By Kevin Spak,  Newser Staff

Posted Jan 5, 2009 1:54 PM CST

(Newser) – Fares Akram’s family farm was a small “beloved place,” so close to the Israeli border that they’d always feared it would be hit by errant rockets launched by Hamas, he writes in the Independent. Instead, it was blown up by an Israeli bomb while Akram’s 48-year-old father was inside. There was no way to get an ambulance there with the Israelis blocking the roads, but there was nothing left to save anyway. “Just a pile of flesh,” Akram’s brother remarked.

“My father was no militant,” Akram notes. He was a Palestinian Authority lawyer who quit and became a farmer when Hamas took over. “My grief carries no desire for revenge,” he writes, but “I am finding it hard to distinguish between what the Israelis call terrorists and the Israeli pilots and tank crews who are invading.”

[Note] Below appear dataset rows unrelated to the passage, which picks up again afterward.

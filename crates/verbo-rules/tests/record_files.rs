use std::fs;

use pretty_assertions::assert_eq;
use tempfile::TempDir;
use verbo_core::Tense;
use verbo_rules::{ConjugationRecord, RulesError, analyze_record};

fn write(dir: &TempDir, name: &str, body: &str) -> std::path::PathBuf {
    let path = dir.path().join(name);
    fs::write(&path, body).unwrap();
    path
}

#[test]
fn regular_verb_file_has_empty_report() {
    let dir = TempDir::new().unwrap();
    let path = write(
        &dir,
        "dormire.json",
        r#"{"word": "dormire", "conjugations": [
            {"group": "indicative/imperfect", "value": "dormivo"},
            {"group": "indicative/imperfect", "value": "dormivi"},
            {"group": "indicative/imperfect", "value": "dormiva"},
            {"group": "indicative/imperfect", "value": "dormivamo"},
            {"group": "indicative/imperfect", "value": "dormivate"},
            {"group": "indicative/imperfect", "value": "dormivano"}
        ]}"#,
    );
    let record = ConjugationRecord::from_path(&path).unwrap();
    let analysis = analyze_record(&record).unwrap();
    assert!(!analysis.is_irregular());
    assert_eq!(analysis.remediation_command(), None);
}

#[test]
fn irregular_passato_remoto_is_reported() {
    let dir = TempDir::new().unwrap();
    let path = write(
        &dir,
        "vedere.json",
        r#"{"word": "vedere", "conjugations": [
            {"group": "indicative/pasthistoric", "value": "vidi"},
            {"group": "indicative/pasthistoric", "value": "vedesti"},
            {"group": "indicative/pasthistoric", "value": "vide"},
            {"group": "indicative/pasthistoric", "value": "vedemmo"},
            {"group": "indicative/pasthistoric", "value": "vedeste"},
            {"group": "indicative/pasthistoric", "value": "videro"}
        ]}"#,
    );
    let analysis = analyze_record(&ConjugationRecord::from_path(&path).unwrap()).unwrap();
    assert_eq!(analysis.irregular_tenses(), vec![Tense::PassatoRemoto]);
    assert_eq!(
        analysis
            .report
            .get(Tense::PassatoRemoto)
            .unwrap()
            .mismatch_count,
        3
    );
}

#[test]
fn missing_file_reports_its_path() {
    let dir = TempDir::new().unwrap();
    let path = dir.path().join("missing.json");
    let err = ConjugationRecord::from_path(&path).unwrap_err();
    assert!(matches!(&err, RulesError::Io { path: p, .. } if *p == path));
    assert!(err.to_string().contains("missing.json"));
}

#[test]
fn blank_infinitive_is_rejected() {
    let record = ConjugationRecord::from_json_str(
        r#"{"word": "  ", "conjugations": [{"group": "indicative/present", "value": "x"}]}"#,
    )
    .unwrap();
    assert!(matches!(analyze_record(&record), Err(RulesError::Core(_))));
}
//! CLI response types returned as JSON by `verbo` commands.

use std::collections::BTreeMap;

use schemars::JsonSchema;
use serde::{Deserialize, Serialize};

use crate::analysis::VerbAnalysis;
use crate::entities::{CatalogFormat, MarkOutcome, VerbInfo};
use crate::enums::{Language, Tense};

/// An input file that could not be analyzed.
#[derive(Debug, Clone, Serialize, Deserialize, JsonSchema, PartialEq, Eq)]
pub struct SkippedInput {
    pub path: String,
    pub reason: String,
}

/// Response from `verbo analyze`.
#[derive(Debug, Clone, Serialize, Deserialize, JsonSchema, PartialEq, Eq)]
pub struct AnalyzeResponse {
    pub files_checked: usize,
    pub verbs: Vec<VerbAnalysis>,
    pub irregular_verbs: usize,
    pub skipped: Vec<SkippedInput>,
    /// Batch of `verbo mark` commands, one per irregular verb.
    pub commands: Vec<String>,
}

/// Response from `verbo info`.
#[derive(Debug, Clone, Serialize, Deserialize, JsonSchema, PartialEq, Eq)]
pub struct VerbInfoResponse {
    pub verb: VerbInfo,
}

/// Response from `verbo mark`.
#[derive(Debug, Clone, Serialize, Deserialize, JsonSchema, PartialEq, Eq)]
pub struct MarkResponse {
    pub outcome: MarkOutcome,
    /// `None` when nothing changed and the file was left untouched.
    pub saved_to: Option<String>,
}

/// Response from `verbo list`.
#[derive(Debug, Clone, Serialize, Deserialize, JsonSchema, PartialEq, Eq)]
pub struct VerbListResponse {
    pub group: String,
    pub tense: Option<Tense>,
    pub verbs: Vec<String>,
    pub total: usize,
}

/// Response from `verbo groups`.
#[derive(Debug, Clone, Serialize, Deserialize, JsonSchema, PartialEq, Eq)]
pub struct GroupCountsResponse {
    pub format: CatalogFormat,
    pub counts: BTreeMap<String, usize>,
}

/// Response from `verbo migrate`.
#[derive(Debug, Clone, Serialize, Deserialize, JsonSchema, PartialEq, Eq)]
pub struct MigrateResponse {
    pub total_verbs: usize,
    pub output: String,
}

/// Response from `verbo import`.
#[derive(Debug, Clone, Serialize, Deserialize, JsonSchema, PartialEq, Eq)]
pub struct ImportResponse {
    pub files_processed: usize,
    pub total_verbs: usize,
    pub counts: BTreeMap<String, usize>,
    pub output: String,
}

/// One person of a conjugated tense.
#[derive(Debug, Clone, Serialize, Deserialize, JsonSchema, PartialEq, Eq)]
pub struct PersonForm {
    pub person: String,
    pub form: String,
}

/// A conjugated tense.
#[derive(Debug, Clone, Serialize, Deserialize, JsonSchema, PartialEq, Eq)]
pub struct ConjugatedTense {
    pub tense: Tense,
    pub forms: Vec<PersonForm>,
}

/// Response from `verbo conjugate`.
#[derive(Debug, Clone, Serialize, Deserialize, JsonSchema, PartialEq, Eq)]
pub struct ConjugateResponse {
    pub verb: String,
    pub language: Language,
    pub tenses: Vec<ConjugatedTense>,
}

/// Response from `verbo check`.
#[derive(Debug, Clone, Serialize, Deserialize, JsonSchema, PartialEq, Eq)]
pub struct CheckResponse {
    pub correct: bool,
    pub correct_answer: String,
    pub your_answer: String,
}

/// Response from `verbo quiz`.
#[derive(Debug, Clone, Serialize, Deserialize, JsonSchema, PartialEq, Eq)]
pub struct QuizResponse {
    pub verb: String,
    pub person: String,
    pub tense: Tense,
    /// Group filter the verb was drawn from (`ARE`, `REGULAR`, `IRREGULAR`, ...).
    pub group: String,
    /// Whether the database lists the verb as irregular in `tense`.
    pub is_irregular: bool,
}
use std::path::{Path, PathBuf};

use anyhow::Context;
use verbo_catalog::VerbCatalog;
use verbo_config::VerboConfig;

use crate::cli::GlobalFlags;

/// Configuration plus the resolved verb database location.
pub struct AppContext {
    pub config: VerboConfig,
    pub catalog_path: PathBuf,
}

impl AppContext {
    pub fn init(flags: &GlobalFlags) -> anyhow::Result<Self> {
        let config = VerboConfig::load_with_dotenv().context("failed to load verbo configuration")?;
        Ok(Self::with_config(config, flags))
    }

    pub fn with_config(config: VerboConfig, flags: &GlobalFlags) -> Self {
        let catalog_path = flags
            .catalog
            .clone()
            .unwrap_or_else(|| config.catalog.path());
        tracing::debug!(catalog = %catalog_path.display(), "resolved verb database path");
        Self {
            config,
            catalog_path,
        }
    }

    /// The verb database, or the built-in list when the file does not exist yet.
    pub fn catalog(&self) -> anyhow::Result<VerbCatalog> {
        VerbCatalog::load_or_default(&self.catalog_path).with_context(|| {
            format!(
                "failed to load verb database {}",
                self.catalog_path.display()
            )
        })
    }

    /// The verb database file, which must exist.
    pub fn catalog_file(&self) -> anyhow::Result<VerbCatalog> {
        load_catalog_file(&self.catalog_path)
    }

    pub fn default_limit(&self) -> u32 {
        self.config.general.default_limit
    }
}

pub fn load_catalog_file(path: &Path) -> anyhow::Result<VerbCatalog> {
    VerbCatalog::load(path)
        .with_context(|| format!("failed to load verb database {}", path.display()))
}
//! # verbo-config
//!
//! Layered configuration loading for verbo using figment.
//!
//! Configuration sources (in priority order, highest wins):
//! 1. Environment variables (`VERBO_*` prefix, `__` as separator)
//! 2. Project-level `.verbo/config.toml`
//! 3. User-level `~/.config/verbo/config.toml`
//! 4. Built-in defaults
//!
//! `VERBO_CATALOG__PATH` maps to `catalog.path`,
//! `VERBO_ANALYSIS__PREVIEW_FORMS` to `analysis.preview_forms`, and so on.
//!
//! ```no_run
//! use verbo_config::VerboConfig;
//!
//! let config = VerboConfig::load_with_dotenv().expect("config");
//! println!("verb database: {}", config.catalog.path().display());
//! ```

mod analysis;
mod catalog;
mod error;
mod general;

pub use analysis::AnalysisConfig;
pub use catalog::CatalogConfig;
pub use error::ConfigError;
pub use general::GeneralConfig;

use figment::{
    Figment,
    providers::{Env, Format, Serialized, Toml},
};
use serde::{Deserialize, Serialize};
use std::path::PathBuf;

/// Project-local config file, relative to the working directory.
pub const PROJECT_CONFIG: &str = ".verbo/config.toml";

#[derive(Debug, Clone, Default, Deserialize, Serialize)]
pub struct VerboConfig {
    #[serde(default)]
    pub catalog: CatalogConfig,
    #[serde(default)]
    pub analysis: AnalysisConfig,
    #[serde(default)]
    pub general: GeneralConfig,
}

impl VerboConfig {
    /// Load and validate configuration from TOML files and environment
    /// variables. `.env` files are not read; see [`VerboConfig::load_with_dotenv`].
    ///
    /// # Errors
    ///
    /// [`ConfigError::Figment`] when a source cannot be parsed,
    /// [`ConfigError::InvalidValue`] when a value is out of range.
    pub fn load() -> Result<Self, ConfigError> {
        Self::from_figment(&Self::figment())
    }

    /// [`VerboConfig::load`] after loading `.env` from the working directory.
    ///
    /// # Errors
    ///
    /// Same as [`VerboConfig::load`].
    pub fn load_with_dotenv() -> Result<Self, ConfigError> {
        // A missing .env is fine.
        let _ = dotenvy::dotenv();
        Self::load()
    }

    /// Extract and validate from an arbitrary provider chain.
    ///
    /// # Errors
    ///
    /// Same as [`VerboConfig::load`].
    pub fn from_figment(figment: &Figment) -> Result<Self, ConfigError> {
        let config: Self = figment.extract()?;
        config.validate()?;
        Ok(config)
    }

    /// Build the figment provider chain.
    #[must_use]
    pub fn figment() -> Figment {
        let mut figment = Figment::from(Serialized::defaults(Self::default()));

        if let Some(global_path) = Self::global_config_path() {
            if global_path.exists() {
                figment = figment.merge(Toml::file(global_path));
            }
        }

        let local_path = PathBuf::from(PROJECT_CONFIG);
        if local_path.exists() {
            figment = figment.merge(Toml::file(local_path));
        }

        figment.merge(Env::prefixed("VERBO_").split("__"))
    }

    /// # Errors
    ///
    /// Returns the first [`ConfigError::InvalidValue`] found.
    pub fn validate(&self) -> Result<(), ConfigError> {
        self.analysis.validate()?;
        self.general.validate()
    }

    /// Path to the user-global config file.
    #[must_use]
    pub fn global_config_path() -> Option<PathBuf> {
        dirs::config_dir().map(|p| p.join("verbo").join("config.toml"))
    }
}

#[cfg(test)]
mod tests {
    use super::*;

    #[test]
    fn default_config_is_valid() {
        let config = VerboConfig::default();
        assert!(config.validate().is_ok());
        assert_eq!(config.catalog.path, "verbs.json");
    }

    #[test]
    fn figment_builds_without_files() {
        let config: VerboConfig = VerboConfig::figment()
            .extract()
            .expect("should extract defaults");
        assert_eq!(config.analysis.preview_forms, 3);
    }
}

A Palestinian woman walks down the street as smoke caused by explosions from Israeli forces' operations rises over a building in Rafah, southern Gaza Strip, Monday, Jan. 5, 2009.
A Palestinian woman walks down the street as smoke caused by explosions from Israeli forces' operations rises over a building in Rafah, southern Gaza Strip, Monday, Jan. 5, 2009.   (AP Photo/Khaled Omar)
A Palestinian looks down at rubble of a destroyed building, following Israeli forces' operations in Rafah, southern Gaza Strip, Monday, Jan. 5, 2009.
A Palestinian looks down at rubble of a destroyed building, following Israeli forces' operations in Rafah, southern Gaza Strip, Monday, Jan. 5, 2009.   (AP Photo/Khaled Omar)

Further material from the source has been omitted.